====== Data shown ======
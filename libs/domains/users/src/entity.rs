use sea_orm::entity::prelude::*;

/// Sea-ORM Entity for the users table
#[derive(Clone, Debug, PartialEq, Eq, DeriveEntityModel)]
#[sea_orm(table_name = "users")]
pub struct Model {
    #[sea_orm(primary_key, auto_increment = false)]
    pub id: Uuid,
    pub name: String,
    pub email: String,
    pub created_at: DateTimeWithTimeZone,
    pub updated_at: DateTimeWithTimeZone,
}

#[derive(Copy, Clone, Debug, EnumIter, DeriveRelation)]
pub enum Relation {}

impl ActiveModelBehavior for ActiveModel {}

impl From<Model> for crate::models::User {
    fn from(model: Model) -> Self {
        Self {
            id: Some(model.id),
            name: model.name,
            email: model.email,
            created_at: Some(model.created_at.into()),
            updated_at: Some(model.updated_at.into()),
        }
    }
}
use axum::{
    Json,
    http::StatusCode,
    response::{IntoResponse, Response},
};

use super::{ErrorCode, ErrorResponse};

/// Fallback handler for unmatched routes.
pub async fn not_found() -> Response {
    let body = Json(ErrorResponse::new(
        ErrorCode::NotFound,
        "The requested resource was not found",
    ));

    (StatusCode::NOT_FOUND, body).into_response()
}

/// Handler for 405 Method Not Allowed errors.
pub async fn method_not_allowed() -> Response {
    let body = Json(ErrorResponse::new(
        ErrorCode::MethodNotAllowed,
        ErrorCode::MethodNotAllowed.default_message(),
    ));

    (StatusCode::METHOD_NOT_ALLOWED, body).into_response()
}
======
### Task instructions
Say how many lines in the records contain the string "Debug". No other text is needed.

### Task result
2